WHAT IS BEING ASKED: Transcribe only the lines between the first line of the records and the line containing "feed a rectifier.", inclusive, exactly as written.

▼

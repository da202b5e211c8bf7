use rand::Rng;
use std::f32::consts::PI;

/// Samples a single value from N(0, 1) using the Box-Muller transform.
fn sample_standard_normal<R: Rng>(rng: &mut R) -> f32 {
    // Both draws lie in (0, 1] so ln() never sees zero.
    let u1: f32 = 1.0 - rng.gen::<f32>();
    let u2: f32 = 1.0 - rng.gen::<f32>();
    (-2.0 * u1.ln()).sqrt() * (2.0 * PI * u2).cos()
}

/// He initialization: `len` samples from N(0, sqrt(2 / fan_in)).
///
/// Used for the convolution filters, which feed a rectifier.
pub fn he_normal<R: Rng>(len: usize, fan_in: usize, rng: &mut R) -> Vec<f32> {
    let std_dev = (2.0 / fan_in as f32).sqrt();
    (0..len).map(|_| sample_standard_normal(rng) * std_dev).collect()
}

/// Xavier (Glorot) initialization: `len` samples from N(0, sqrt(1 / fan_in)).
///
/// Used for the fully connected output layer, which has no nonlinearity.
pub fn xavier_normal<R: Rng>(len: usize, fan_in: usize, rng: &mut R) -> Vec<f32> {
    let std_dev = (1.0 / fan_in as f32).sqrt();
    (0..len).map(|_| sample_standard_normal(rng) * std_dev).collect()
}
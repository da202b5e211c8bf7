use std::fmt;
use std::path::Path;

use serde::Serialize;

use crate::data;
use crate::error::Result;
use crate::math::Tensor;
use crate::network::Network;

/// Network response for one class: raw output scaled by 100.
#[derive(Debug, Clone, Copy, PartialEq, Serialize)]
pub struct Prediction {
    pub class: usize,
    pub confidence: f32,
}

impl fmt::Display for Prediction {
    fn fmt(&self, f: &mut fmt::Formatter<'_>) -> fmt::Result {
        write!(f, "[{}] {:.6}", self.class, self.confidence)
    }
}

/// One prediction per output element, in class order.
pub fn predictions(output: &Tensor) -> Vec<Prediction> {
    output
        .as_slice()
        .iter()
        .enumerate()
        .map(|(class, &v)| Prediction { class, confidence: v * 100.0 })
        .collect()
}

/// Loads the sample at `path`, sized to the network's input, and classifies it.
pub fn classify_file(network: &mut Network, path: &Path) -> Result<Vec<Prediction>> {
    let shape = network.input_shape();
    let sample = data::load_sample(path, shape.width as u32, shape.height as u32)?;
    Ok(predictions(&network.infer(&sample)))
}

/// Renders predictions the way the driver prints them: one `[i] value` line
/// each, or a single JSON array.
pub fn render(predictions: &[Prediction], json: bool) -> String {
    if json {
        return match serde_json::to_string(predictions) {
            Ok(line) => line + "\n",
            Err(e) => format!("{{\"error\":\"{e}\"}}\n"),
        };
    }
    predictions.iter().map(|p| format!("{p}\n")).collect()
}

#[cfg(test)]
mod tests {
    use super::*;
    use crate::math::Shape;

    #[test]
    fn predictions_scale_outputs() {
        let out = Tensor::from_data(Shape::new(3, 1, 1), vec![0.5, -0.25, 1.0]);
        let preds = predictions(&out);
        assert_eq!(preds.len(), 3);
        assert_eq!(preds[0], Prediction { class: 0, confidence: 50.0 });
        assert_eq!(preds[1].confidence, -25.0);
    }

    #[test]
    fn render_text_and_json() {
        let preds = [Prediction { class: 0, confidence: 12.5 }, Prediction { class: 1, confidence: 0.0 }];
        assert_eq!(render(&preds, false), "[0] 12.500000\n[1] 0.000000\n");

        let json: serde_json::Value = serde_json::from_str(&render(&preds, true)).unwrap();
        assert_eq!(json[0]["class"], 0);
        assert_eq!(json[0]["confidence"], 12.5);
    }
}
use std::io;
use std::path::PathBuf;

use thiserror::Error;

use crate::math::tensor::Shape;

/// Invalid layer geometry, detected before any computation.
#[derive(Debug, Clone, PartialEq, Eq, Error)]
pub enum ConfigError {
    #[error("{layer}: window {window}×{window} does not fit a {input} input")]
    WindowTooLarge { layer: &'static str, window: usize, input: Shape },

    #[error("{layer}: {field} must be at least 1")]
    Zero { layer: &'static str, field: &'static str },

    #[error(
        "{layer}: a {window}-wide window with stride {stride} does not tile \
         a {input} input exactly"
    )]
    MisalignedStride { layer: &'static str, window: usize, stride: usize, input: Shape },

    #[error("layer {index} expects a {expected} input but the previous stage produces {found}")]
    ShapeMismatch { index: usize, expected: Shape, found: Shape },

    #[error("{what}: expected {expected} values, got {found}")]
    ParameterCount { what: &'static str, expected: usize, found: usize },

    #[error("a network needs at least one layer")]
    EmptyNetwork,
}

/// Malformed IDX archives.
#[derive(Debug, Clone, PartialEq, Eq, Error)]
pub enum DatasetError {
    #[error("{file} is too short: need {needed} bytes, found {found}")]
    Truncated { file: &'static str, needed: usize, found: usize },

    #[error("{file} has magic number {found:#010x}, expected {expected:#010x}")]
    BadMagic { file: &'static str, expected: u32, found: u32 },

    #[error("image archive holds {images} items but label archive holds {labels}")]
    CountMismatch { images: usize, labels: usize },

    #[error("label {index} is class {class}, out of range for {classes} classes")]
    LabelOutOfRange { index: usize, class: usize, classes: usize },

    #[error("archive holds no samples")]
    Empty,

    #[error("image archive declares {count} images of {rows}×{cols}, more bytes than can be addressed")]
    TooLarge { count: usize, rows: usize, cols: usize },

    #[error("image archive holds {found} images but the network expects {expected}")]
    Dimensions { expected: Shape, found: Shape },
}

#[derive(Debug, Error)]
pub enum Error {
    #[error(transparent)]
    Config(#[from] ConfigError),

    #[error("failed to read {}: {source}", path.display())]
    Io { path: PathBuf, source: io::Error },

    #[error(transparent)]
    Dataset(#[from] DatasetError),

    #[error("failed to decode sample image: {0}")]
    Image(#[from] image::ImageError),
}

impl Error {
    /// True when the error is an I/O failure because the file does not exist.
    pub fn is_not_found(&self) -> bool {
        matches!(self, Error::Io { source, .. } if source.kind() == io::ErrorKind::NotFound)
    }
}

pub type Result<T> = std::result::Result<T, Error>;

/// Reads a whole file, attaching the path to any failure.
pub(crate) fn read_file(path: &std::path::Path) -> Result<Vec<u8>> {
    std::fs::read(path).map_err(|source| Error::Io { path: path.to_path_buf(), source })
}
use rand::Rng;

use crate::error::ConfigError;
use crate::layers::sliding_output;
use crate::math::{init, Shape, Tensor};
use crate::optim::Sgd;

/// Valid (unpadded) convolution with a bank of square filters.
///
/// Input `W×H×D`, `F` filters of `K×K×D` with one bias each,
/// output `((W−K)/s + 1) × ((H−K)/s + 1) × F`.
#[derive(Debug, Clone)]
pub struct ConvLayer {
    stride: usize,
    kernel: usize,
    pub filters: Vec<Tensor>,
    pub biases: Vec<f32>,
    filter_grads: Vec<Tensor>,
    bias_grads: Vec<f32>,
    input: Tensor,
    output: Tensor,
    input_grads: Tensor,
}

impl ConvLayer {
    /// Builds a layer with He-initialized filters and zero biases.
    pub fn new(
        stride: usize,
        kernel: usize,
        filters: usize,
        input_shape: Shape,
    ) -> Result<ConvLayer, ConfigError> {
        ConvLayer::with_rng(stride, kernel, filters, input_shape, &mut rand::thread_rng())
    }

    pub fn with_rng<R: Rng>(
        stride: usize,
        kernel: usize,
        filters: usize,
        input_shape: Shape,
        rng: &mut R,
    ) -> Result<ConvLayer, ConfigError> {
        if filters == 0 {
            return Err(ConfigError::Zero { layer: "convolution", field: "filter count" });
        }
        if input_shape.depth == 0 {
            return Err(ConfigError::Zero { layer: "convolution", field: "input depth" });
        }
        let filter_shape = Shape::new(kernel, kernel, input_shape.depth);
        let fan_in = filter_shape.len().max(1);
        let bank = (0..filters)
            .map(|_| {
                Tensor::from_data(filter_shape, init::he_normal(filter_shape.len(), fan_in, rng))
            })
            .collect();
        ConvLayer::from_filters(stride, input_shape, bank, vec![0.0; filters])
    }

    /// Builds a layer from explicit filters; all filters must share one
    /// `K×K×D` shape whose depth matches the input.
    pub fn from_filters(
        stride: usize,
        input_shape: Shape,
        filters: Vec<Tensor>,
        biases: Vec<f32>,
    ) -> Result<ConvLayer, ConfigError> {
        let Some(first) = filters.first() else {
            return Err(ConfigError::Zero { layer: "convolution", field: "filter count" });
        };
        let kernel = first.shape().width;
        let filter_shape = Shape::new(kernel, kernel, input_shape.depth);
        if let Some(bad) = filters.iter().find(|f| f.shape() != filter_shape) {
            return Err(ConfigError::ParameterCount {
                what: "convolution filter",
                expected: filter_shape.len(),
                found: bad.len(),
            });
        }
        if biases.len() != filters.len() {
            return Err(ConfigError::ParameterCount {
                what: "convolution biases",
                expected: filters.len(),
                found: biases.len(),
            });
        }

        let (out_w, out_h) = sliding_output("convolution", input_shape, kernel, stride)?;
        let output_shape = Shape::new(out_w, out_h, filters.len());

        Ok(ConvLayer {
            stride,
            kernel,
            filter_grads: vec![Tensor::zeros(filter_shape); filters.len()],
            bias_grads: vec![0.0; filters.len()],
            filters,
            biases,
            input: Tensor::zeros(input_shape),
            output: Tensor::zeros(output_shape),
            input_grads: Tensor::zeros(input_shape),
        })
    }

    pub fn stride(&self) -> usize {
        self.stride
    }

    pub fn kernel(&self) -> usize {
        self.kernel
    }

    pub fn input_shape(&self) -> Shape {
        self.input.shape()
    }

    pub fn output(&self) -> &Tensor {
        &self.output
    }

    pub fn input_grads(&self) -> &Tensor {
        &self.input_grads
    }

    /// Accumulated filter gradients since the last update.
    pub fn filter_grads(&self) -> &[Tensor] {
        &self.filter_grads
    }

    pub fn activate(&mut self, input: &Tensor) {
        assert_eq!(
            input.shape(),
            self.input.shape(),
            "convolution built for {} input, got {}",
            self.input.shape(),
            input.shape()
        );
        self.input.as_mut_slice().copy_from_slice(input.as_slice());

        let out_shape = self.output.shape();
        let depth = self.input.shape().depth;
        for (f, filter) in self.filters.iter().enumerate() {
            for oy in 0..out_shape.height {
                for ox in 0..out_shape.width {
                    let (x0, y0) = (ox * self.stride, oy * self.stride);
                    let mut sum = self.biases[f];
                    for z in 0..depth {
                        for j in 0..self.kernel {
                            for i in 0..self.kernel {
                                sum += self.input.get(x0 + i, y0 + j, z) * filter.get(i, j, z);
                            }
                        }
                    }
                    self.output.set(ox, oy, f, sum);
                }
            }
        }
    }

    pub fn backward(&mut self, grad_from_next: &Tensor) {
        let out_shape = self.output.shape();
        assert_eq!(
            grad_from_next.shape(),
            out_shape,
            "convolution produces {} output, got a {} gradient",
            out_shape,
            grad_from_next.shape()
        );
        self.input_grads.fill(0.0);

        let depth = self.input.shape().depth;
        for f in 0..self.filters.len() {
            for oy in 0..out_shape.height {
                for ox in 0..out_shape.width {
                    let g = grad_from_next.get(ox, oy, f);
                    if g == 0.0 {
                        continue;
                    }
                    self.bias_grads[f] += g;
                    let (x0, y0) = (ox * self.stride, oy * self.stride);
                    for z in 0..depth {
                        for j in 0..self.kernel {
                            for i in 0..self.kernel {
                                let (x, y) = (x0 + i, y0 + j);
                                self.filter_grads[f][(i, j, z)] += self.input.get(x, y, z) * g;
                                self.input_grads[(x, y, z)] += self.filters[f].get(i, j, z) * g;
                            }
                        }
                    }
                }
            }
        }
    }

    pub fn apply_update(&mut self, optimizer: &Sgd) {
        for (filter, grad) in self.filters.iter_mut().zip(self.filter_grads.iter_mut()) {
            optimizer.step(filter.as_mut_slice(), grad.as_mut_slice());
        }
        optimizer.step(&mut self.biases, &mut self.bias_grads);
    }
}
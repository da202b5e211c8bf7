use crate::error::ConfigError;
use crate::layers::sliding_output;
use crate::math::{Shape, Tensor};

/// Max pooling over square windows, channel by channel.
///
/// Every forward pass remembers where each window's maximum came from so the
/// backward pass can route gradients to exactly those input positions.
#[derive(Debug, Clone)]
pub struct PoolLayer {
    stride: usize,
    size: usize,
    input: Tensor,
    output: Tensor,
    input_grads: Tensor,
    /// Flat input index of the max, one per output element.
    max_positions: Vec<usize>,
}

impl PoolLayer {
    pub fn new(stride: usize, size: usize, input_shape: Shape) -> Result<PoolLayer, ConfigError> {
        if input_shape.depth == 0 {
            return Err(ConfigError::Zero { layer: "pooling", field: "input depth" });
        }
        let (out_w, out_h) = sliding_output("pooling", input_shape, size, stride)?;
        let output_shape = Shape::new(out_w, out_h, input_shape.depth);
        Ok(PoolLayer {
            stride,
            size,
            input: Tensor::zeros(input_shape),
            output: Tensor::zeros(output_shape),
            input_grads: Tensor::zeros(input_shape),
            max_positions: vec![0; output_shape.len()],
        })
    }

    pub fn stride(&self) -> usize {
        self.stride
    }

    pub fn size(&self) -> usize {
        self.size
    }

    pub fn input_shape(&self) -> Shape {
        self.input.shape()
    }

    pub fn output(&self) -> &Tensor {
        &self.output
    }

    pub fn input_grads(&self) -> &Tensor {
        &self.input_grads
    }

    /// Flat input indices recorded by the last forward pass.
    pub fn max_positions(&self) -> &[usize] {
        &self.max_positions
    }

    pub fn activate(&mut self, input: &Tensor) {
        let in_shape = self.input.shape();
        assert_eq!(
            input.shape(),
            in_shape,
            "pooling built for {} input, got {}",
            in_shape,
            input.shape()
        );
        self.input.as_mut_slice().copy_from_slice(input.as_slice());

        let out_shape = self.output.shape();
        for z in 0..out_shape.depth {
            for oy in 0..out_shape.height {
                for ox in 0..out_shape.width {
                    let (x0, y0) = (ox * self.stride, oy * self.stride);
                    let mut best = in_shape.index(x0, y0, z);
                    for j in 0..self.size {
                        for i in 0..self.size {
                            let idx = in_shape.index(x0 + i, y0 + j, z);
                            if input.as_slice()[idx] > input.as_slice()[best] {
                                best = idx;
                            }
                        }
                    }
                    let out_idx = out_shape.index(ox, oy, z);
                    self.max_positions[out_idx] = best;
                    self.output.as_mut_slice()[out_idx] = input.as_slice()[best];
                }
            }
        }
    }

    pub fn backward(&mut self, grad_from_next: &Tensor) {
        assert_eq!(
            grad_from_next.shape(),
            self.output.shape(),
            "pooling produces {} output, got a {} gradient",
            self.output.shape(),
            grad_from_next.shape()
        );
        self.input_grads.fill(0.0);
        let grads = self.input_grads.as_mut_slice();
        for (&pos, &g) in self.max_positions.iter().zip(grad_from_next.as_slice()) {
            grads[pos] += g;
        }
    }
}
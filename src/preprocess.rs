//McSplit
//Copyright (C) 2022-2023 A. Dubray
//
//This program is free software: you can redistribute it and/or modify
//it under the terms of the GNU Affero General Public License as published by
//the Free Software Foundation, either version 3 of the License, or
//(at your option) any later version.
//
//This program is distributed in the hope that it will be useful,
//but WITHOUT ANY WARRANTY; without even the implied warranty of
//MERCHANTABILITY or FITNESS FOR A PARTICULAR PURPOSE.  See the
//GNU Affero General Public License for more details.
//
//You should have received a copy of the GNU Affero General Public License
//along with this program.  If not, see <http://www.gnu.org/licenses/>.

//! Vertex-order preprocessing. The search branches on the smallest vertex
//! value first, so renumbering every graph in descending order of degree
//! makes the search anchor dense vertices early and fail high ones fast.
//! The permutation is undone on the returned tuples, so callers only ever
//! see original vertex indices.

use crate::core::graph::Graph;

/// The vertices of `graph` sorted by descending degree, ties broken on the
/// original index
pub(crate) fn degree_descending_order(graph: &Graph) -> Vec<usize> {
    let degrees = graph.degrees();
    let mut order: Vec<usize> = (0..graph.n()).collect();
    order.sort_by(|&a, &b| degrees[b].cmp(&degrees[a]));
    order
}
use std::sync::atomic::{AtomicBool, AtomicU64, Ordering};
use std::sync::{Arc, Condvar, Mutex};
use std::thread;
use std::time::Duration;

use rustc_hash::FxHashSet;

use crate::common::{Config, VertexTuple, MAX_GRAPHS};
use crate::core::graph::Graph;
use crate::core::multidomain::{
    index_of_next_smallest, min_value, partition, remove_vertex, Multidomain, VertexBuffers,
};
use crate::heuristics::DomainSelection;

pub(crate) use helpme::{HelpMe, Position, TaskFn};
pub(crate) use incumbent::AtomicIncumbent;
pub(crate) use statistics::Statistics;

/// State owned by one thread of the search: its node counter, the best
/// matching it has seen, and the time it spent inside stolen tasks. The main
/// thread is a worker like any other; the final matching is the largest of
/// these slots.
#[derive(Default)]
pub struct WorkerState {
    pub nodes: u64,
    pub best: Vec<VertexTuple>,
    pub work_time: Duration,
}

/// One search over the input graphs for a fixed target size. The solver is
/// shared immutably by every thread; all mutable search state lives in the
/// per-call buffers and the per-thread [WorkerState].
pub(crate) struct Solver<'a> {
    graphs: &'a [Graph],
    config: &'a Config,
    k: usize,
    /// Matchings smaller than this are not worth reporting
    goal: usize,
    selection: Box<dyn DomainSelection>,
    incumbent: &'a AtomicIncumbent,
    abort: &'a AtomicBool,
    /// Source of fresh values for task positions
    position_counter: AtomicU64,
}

▲

COMPLETED EXERCISE:
repository da202b5e211c8bf7
use rand::Rng;
use std::f32::consts::PI;

/// Samples a single value from N(0, 1) using the Box-Muller transform.
fn sample_standard_normal<R: Rng>(rng: &mut R) -> f32 {
    // Both draws lie in (0, 1] so ln() never sees zero.
    let u1: f32 = 1.0 - rng.gen::<f32>();
    let u2: f32 = 1.0 - rng.gen::<f32>();
    (-2.0 * u1.ln()).sqrt() * (2.0 * PI * u2).cos()
}

/// He initialization: `len` samples from N(0, sqrt(2 / fan_in)).
///
/// Used for the convolution filters, which feed a rectifier.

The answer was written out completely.